KAWL
- York, Nebraska; United States;
- Frequency: 1370 kHz
- Branding: Kool 103.5

Programming
- Format: Classic hits

Ownership
- Owner: Nebraska Rural Radio Association
- Sister stations: KTMX

History
- First air date: September 25, 1954

Technical information
- Licensing authority: FCC
- Facility ID: 9932
- Class: D
- Power: 500 watts (day); 176 watts (night);
- Transmitter coordinates: 40°50′34″N 97°35′17″W﻿ / ﻿40.84278°N 97.58806°W
- Translators: 95.9 K240FD (Ulysses); 103.5 K278CI (York);

Links
- Public license information: Public file; LMS;
- Webcast: Listen live
- Website: ruralradio.com/kool

= KAWL =

Radio station in York, Nebraska, United States

KAWL (1370 AM) is a radio station licensed to York, Nebraska, United States. Owned by the Nebraska Rural Radio Association, it broadcasts a classic hits format as "Kool 103.5".

The station went on the air on September 18, 1954, under the ownership of Mel and Tom Gleason's Prairie States Broadcasting, Inc. This station remained in the Gleason family until its sale in 2004 to Mark Jensen's MWB Broadcasting LLC. Effective April 28, 2015, the station and FM sister KTMX were sold to the Nebraska Rural Radio Association for $1.335 million.
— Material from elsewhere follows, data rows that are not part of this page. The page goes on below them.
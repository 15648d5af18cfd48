// Logging module - In-memory log capture for TUI display
//
// A custom tracing layer captures log events in memory instead of writing
// them to stderr, which would break through the alternate screen and garble
// the chat view. The status bar reads the newest warning from the buffer.

use chrono::{DateTime, Utc};
use std::collections::VecDeque;
use std::fmt::Write as _;
use std::sync::{Arc, Mutex};
use tracing::{Level, Metadata, Subscriber};
use tracing_subscriber::layer::Context;
use tracing_subscriber::Layer;

/// Maximum number of log entries to keep in memory
const MAX_LOG_ENTRIES: usize = 1000;

/// A single log entry captured from tracing
#[derive(Debug, Clone)]
pub struct LogEntry {
    pub timestamp: DateTime<Utc>,
    pub level: LogLevel,
    pub target: String,
    /// Message followed by any structured fields as `key=value`
    pub message: String,
}

/// Log level for display
#[derive(Debug, Clone, Copy, PartialEq, Eq)]
pub enum LogLevel {
    Error,
    Warn,
    Info,
    Debug,
    Trace,
}

impl From<&Level> for LogLevel {
    fn from(level: &Level) -> Self {
        match *level {
            Level::ERROR => LogLevel::Error,
            Level::WARN => LogLevel::Warn,
            Level::INFO => LogLevel::Info,
            Level::DEBUG => LogLevel::Debug,
            Level::TRACE => LogLevel::Trace,
        }
    }
}

impl LogLevel {
    pub fn as_str(&self) -> &str {
        match self {
            LogLevel::Error => "ERROR",
            LogLevel::Warn => "WARN",
            LogLevel::Info => "INFO",
            LogLevel::Debug => "DEBUG",
            LogLevel::Trace => "TRACE",
        }
    }

    /// Worth showing in the status bar
    pub fn is_alert(&self) -> bool {
        matches!(self, LogLevel::Error | LogLevel::Warn)
    }
}

/// In-memory log buffer with bounded size (ring buffer)
#[derive(Clone, Default)]
pub struct LogBuffer {
    entries: Arc<Mutex<VecDeque<LogEntry>>>,
}

impl LogBuffer {
    pub fn new() -> Self {
        Self {
            entries: Arc::new(Mutex::new(VecDeque::with_capacity(MAX_LOG_ENTRIES))),
        }
    }

    /// Add a log entry, dropping the oldest when full
    pub fn add(&self, entry: LogEntry) {
        // A poisoned buffer only loses log lines
        let Ok(mut entries) = self.entries.lock() else {
            return;
        };
        if entries.len() >= MAX_LOG_ENTRIES {
            entries.pop_front();
        }
        entries.push_back(entry);
    }

    /// Newest warning or error, if any
    pub fn latest_alert(&self) -> Option<LogEntry> {
        let entries = self.entries.lock().ok()?;
        entries.iter().rev().find(|e| e.level.is_alert()).cloned()
    }

    pub fn len(&self) -> usize {
        self.entries.lock().map(|e| e.len()).unwrap_or(0)
    }
}

/// Custom tracing layer that captures logs to a buffer
pub struct TuiLogLayer {
    buffer: LogBuffer,
}

impl TuiLogLayer {
    pub fn new(buffer: LogBuffer) -> Self {
        Self { buffer }
    }
}

impl<S> Layer<S> for TuiLogLayer
where
    S: Subscriber,
{
    fn on_event(&self, event: &tracing::Event<'_>, _ctx: Context<'_, S>) {
        let metadata = event.metadata();

        let mut visitor = MessageVisitor::default();
        event.record(&mut visitor);

        self.buffer.add(LogEntry {
            timestamp: Utc::now(),
            level: LogLevel::from(metadata.level()),
            target: metadata.target().to_string(),
            message: visitor.finish(),
        });
    }

    fn enabled(&self, _metadata: &Metadata<'_>, _ctx: Context<'_, S>) -> bool {
        // Filtering happens at subscriber level
        true
    }
}

/// Collects the message and the structured fields of an event
#[derive(Default)]
struct MessageVisitor {
    message: String,
    fields: String,
}

impl MessageVisitor {
    fn finish(self) -> String {
        if self.fields.is_empty() {
            self.message
        } else if self.message.is_empty() {
            self.fields.trim_start().to_string()
        } else {
            format!("{}{}", self.message, self.fields)
        }
    }
}

impl tracing::field::Visit for MessageVisitor {
    fn record_str(&mut self, field: &tracing::field::Field, value: &str) {
        if field.name() == "message" {
            self.message = value.to_string();
        } else {
            let _ = write!(self.fields, " {}={}", field.name(), value);
        }
    }

    fn record_debug(&mut self, field: &tracing::field::Field, value: &dyn std::fmt::Debug) {
        if field.name() == "message" {
            self.message = format!("{:?}", value);
            // Remove the quotes that Debug adds
            if self.message.len() >= 2 && self.message.starts_with('"') && self.message.ends_with('"')
            {
                self.message = self.message[1..self.message.len() - 1].to_string();
            }
        } else {
            let _ = write!(self.fields, " {}={:?}", field.name(), value);
        }
    }
}

#[cfg(test)]
mod tests {
    use super::*;
    use tracing_subscriber::layer::SubscriberExt;

    fn entry(level: LogLevel, message: &str) -> LogEntry {
        LogEntry {
            timestamp: Utc::now(),
            level,
            target: "test".into(),
            message: message.into(),
        }
    }

    #[test]
    fn test_buffer_is_bounded() {
        let buffer = LogBuffer::new();
        for i in 0..(MAX_LOG_ENTRIES + 5) {
            buffer.add(entry(LogLevel::Info, &i.to_string()));
        }
        assert_eq!(buffer.len(), MAX_LOG_ENTRIES);
    }

    #[test]
    fn test_latest_alert_skips_info() {
        let buffer = LogBuffer::new();
        assert!(buffer.latest_alert().is_none());

        buffer.add(entry(LogLevel::Warn, "first"));
        buffer.add(entry(LogLevel::Error, "second"));
        buffer.add(entry(LogLevel::Info, "noise"));

        assert_eq!(buffer.latest_alert().unwrap().message, "second");
    }

    #[test]
    fn test_layer_captures_message_and_fields() {
        let buffer = LogBuffer::new();
        let subscriber = tracing_subscriber::registry().with(TuiLogLayer::new(buffer.clone()));

        tracing::subscriber::with_default(subscriber, || {
            tracing::warn!(conversation = "c1", "Reply failed");
        });

        let alert = buffer.latest_alert().unwrap();
        assert_eq!(alert.level, LogLevel::Warn);
        assert_eq!(alert.message, "Reply failed conversation=c1");
        assert_eq!(alert.target, "luma_chat::logging::tests");
    }
}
In November 2015, the Nebraska Rural Radio Association purchased K282BE, a silent translator station at 104.3 FM in Hastings, Nebraska, and moved the station to 103.5 FM in York as K278CI. K278CI returned to the air with a classic hits format in March 2016 and KAWL, now an AM-FM combo, rebranded as "Kool 103.5".